The mother of Ori Ansbacher on Saturday called on the public to carry out acts of kindness in order “to add light to the world” in memory of her daughter, who was brutally murdered in Jerusalem on Thursday.
Na’ah Ansbacher spoke to reporters outside her home in the West Bank settlement of Tekoa, where she gave her first public statement since security forces captured the Palestinian suspect in the killing of her 19-year-old daughter.
As she spoke, rallies in memory of Ansbacher were taking place in Tekoa, Jerusalem, Tel Aviv and Hebron Saturday night, as the murder continued to send shockwaves through the country.
Ansbacher was found dead in the woods at the Ein Yael nature center in south Jerusalem late Thursday, with what police said were “signs of violence,” after she was reported missing earlier in the day. She was laid to rest in Tekoa on Friday.
“I ask from those who are listening to us and for whom our words are entering their hearts, to do one small thing to add light to the world — one act of kindness and maybe we will preserve Ori’s [soul] in the world and maybe we will have some comfort by adding light to the world,” said Na’ah Ansbacher, referring to her daughter’s name, which means “my light” in Hebrew.

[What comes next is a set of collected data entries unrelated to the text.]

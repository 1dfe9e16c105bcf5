//! Board persistence.
//!
//! Serializes committed strokes to the textual wire format, writes them through
//! a debounced gateway to a keyed [`RecordStore`], and loads them back with
//! tolerant decoding. The file-backed store adds locking, optional compression
//! and backup rotation.

pub mod codec;
mod file;
mod gateway;
mod options;
mod store;
mod types;

pub use file::{ClearOutcome, FileRecordStore, RecordInspection, StrokeCounts};
pub use gateway::PersistenceGateway;
pub use options::{
    CompressionMode, DEFAULT_AUTO_COMPRESS_THRESHOLD_BYTES, DEFAULT_DEBOUNCE,
    DEFAULT_MAX_PERSISTED, StorageOptions, options_from_config,
};
pub use store::{MemoryRecordStore, RecordStore};
pub use types::{RecordId, StorageError};
//! Input handling and board state machine.
//!
//! This module translates host pointer events into strokes. It owns the
//! drawing state machine (idle, drawing), the path builder used for live
//! geometry, and the board's committed strokes and undo history.

pub mod events;
pub mod path_builder;
pub mod state;
pub mod tool;

// Re-export commonly used types at module level
pub use events::{PointerEvent, PointerKind, PointerPhase, is_ink_allowed};
pub use path_builder::PathBuilder;
pub use state::{Board, BoardSettings, DrawingState};
pub use tool::ToolMode;
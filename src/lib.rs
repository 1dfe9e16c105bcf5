//! Library exports for the inkboard annotation engine.
//!
//! Hosts embed a [`input::Board`] per scoring record, feed it pointer events,
//! and draw the [`draw::DrawOp`] list it produces. Pen state is shared through
//! [`pen::PenService`] and boards persist through [`storage::PersistenceGateway`].

pub mod config;
pub mod draw;
pub mod input;
pub mod pen;
pub mod replay;
pub mod storage;

pub use config::Config;
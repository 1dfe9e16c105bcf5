//! Stroke data model and rendering order.
//!
//! This module defines the core ink types used for score-sheet annotation:
//! - [`Color`]: RGBA color with palette constants and wire tokens
//! - [`Path`]/[`Point`]: stroke geometry and its compact text encoding
//! - [`Stroke`]: an immutable committed mark plus the style resolver
//! - [`Frame`]: the bounded list of committed strokes for one board
//! - [`render_plan`]: layered draw order for committed and live ink

pub mod color;
pub mod frame;
pub mod path;
pub mod render;
pub mod stroke;

// Re-export commonly used types at module level
pub use color::Color;
pub use frame::Frame;
pub use path::{Path, Point, Segment};
pub use render::{DrawOp, Layer, LiveStroke, render_plan};
pub use stroke::{Paint, Pass, ResolvedStyle, Stroke, resolve_style};

pub use color::{BLACK, BLUE, GREEN, ORANGE, PINK, RED, TRANSPARENT, WHITE, YELLOW};
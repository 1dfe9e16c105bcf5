//! Drawing tool selection.

use schemars::JsonSchema;
use serde::{Deserialize, Serialize};
use std::fmt;
use std::str::FromStr;

/// Active ink tool.
///
/// The tool in effect when the pointer lifts decides the style of the whole
/// stroke (see [`crate::draw::Stroke::resolve`]).
#[derive(Debug, Clone, Copy, PartialEq, Eq, Hash, Default, Serialize, Deserialize, JsonSchema)]
#[serde(rename_all = "lowercase")]
pub enum ToolMode {
    /// Regular pen using the configured color and width (default)
    #[default]
    Normal,
    /// Fixed thin red marker for calling out moments
    Telestrator,
    /// Translucent yellow marker
    Highlighter,
    /// Background-colored ink painted over existing marks
    Eraser,
}

impl ToolMode {
    pub fn as_str(&self) -> &'static str {
        match self {
            ToolMode::Normal => "normal",
            ToolMode::Telestrator => "telestrator",
            ToolMode::Highlighter => "highlighter",
            ToolMode::Eraser => "eraser",
        }
    }
}

impl fmt::Display for ToolMode {
    fn fmt(&self, f: &mut fmt::Formatter<'_>) -> fmt::Result {
        f.write_str(self.as_str())
    }
}

impl FromStr for ToolMode {
    type Err = String;

    fn from_str(s: &str) -> Result<Self, Self::Err> {
        match s.trim().to_lowercase().as_str() {
            "normal" | "pen" => Ok(ToolMode::Normal),
            "telestrator" => Ok(ToolMode::Telestrator),
            "highlighter" | "highlight" => Ok(ToolMode::Highlighter),
            "eraser" => Ok(ToolMode::Eraser),
            other => Err(format!("unknown tool mode '{other}'")),
        }
    }
}
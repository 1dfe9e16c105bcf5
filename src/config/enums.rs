//! Configuration enum types.

use crate::draw::{BLACK, Color};
use log::warn;
use schemars::JsonSchema;
use serde::{Deserialize, Serialize};

/// Color specification - either a named color or RGB values.
///
/// # Examples
/// ```toml
/// # Named color
/// default_color = "black"
///
/// # Custom RGB color (0-255 per component)
/// default_color = [255, 128, 0]  # Orange
/// ```
#[derive(Debug, Serialize, Deserialize, Clone, PartialEq, JsonSchema)]
#[serde(untagged)]
pub enum ColorSpec {
    /// Named color: red, green, blue, yellow, orange, pink, white, black,
    /// or a hex token like "#1a2b3c"
    Name(String),
    /// RGB color as [red, green, blue] where each component is 0-255
    Rgb([u8; 3]),
}

impl ColorSpec {
    /// Converts the color specification to a [`Color`] struct.
    ///
    /// Names and hex tokens are parsed with [`Color`]'s `FromStr`. Unknown
    /// values default to black with a warning. RGB arrays are converted from
    /// 0-255 range to 0.0-1.0 range with full opacity.
    pub fn to_color(&self) -> Color {
        match self {
            ColorSpec::Name(name) => name.parse().unwrap_or_else(|_| {
                warn!("Unknown color '{}', using black", name);
                BLACK
            }),
            ColorSpec::Rgb([r, g, b]) => Color::from_rgb8(*r, *g, *b),
        }
    }
}

/// Where board files are stored.
#[derive(Debug, Serialize, Deserialize, Clone, Copy, PartialEq, Eq, Default, JsonSchema)]
#[serde(rename_all = "lowercase")]
pub enum StorageMode {
    /// `$XDG_DATA_HOME/inkboard`, falling back to the config directory
    #[default]
    Auto,
    /// Next to `config.toml`
    Config,
    /// `storage.custom_directory`
    Custom,
}

/// Compression applied to board files.
#[derive(Debug, Serialize, Deserialize, Clone, Copy, PartialEq, Eq, Default, JsonSchema)]
#[serde(rename_all = "lowercase")]
pub enum StorageCompression {
    /// Never compress
    Off,
    /// Always gzip
    On,
    /// Gzip once the payload passes `auto_compress_threshold_kb`
    #[default]
    Auto,
}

“It’s important for us that the world know who Ori was,” she said. “Ori was a child of light, adding so much light in the world. She cured broken hearts wherever she went, be it with her girlfriends, the boys and girls she worked with in her national [volunteer] service, even people she did not know.
“Sometimes when I spoke with her I felt that it was not a conversation between a mother and a daughter, but that she was my teacher,” Na’ah Ansbacher added. “Recently she talked a lot about compassion — that she wanted to be compassionate toward realities that were difficult for her, with people who were hard on her.”
Na’ah Ansbacher said that her daughter had been a poet whose work “brought expression to who she was in the world.”
“Ori taught us to marvel at the sunrise, the sunset, the blooming, the sun, the rain, the world,” she said.
In Jerusalem, mourners gathered at Zion Square in the center of the city to light candles and sing songs in memory of Ansbacher.
In Tel Aviv’s Rabin Square, several hundred people, including some far-right politicians, held a rally to protest the killing. Demonstrators held signs reading “Jewish blood is not worthless.”
In Tekoa, a settlement of some 3,000 people southeast of Jerusalem, several dozen people gathered at a central traffic circle to hold a vigil in memory of Ansbacher.
And in Hebron, dozens of people chanted “we will not be silent” outside the home of Arafat Irfaiya, 29, who was arrested Friday as the prime suspect in the murder.
According to a police and Shin Bet statement Saturday, citing Irfaiya’s account under questioning, the suspect, left his home in Hebron on Thursday armed with a knife and made his way toward Jerusalem, where he spotted the Israeli teen in the woods and fatally attacked her.
The motive for the murder is still being investigated, the Shin Bet said, amid speculation the attack was “nationalistic,” a term generally used to describe Palestinian terrorism.
Irfaiya did not know Ansbacher, the Shin Bet said.
Ynet reported that Irfaiya is affiliated with the Hamas terror group.
“The interrogation of the suspect is ongoing and is focused, in particular, on the motives for the murder,” the Shin Bet statement read.
Irfayia had previously served time for being in Israel illegally and for possession of a knife, Channel 13 reported.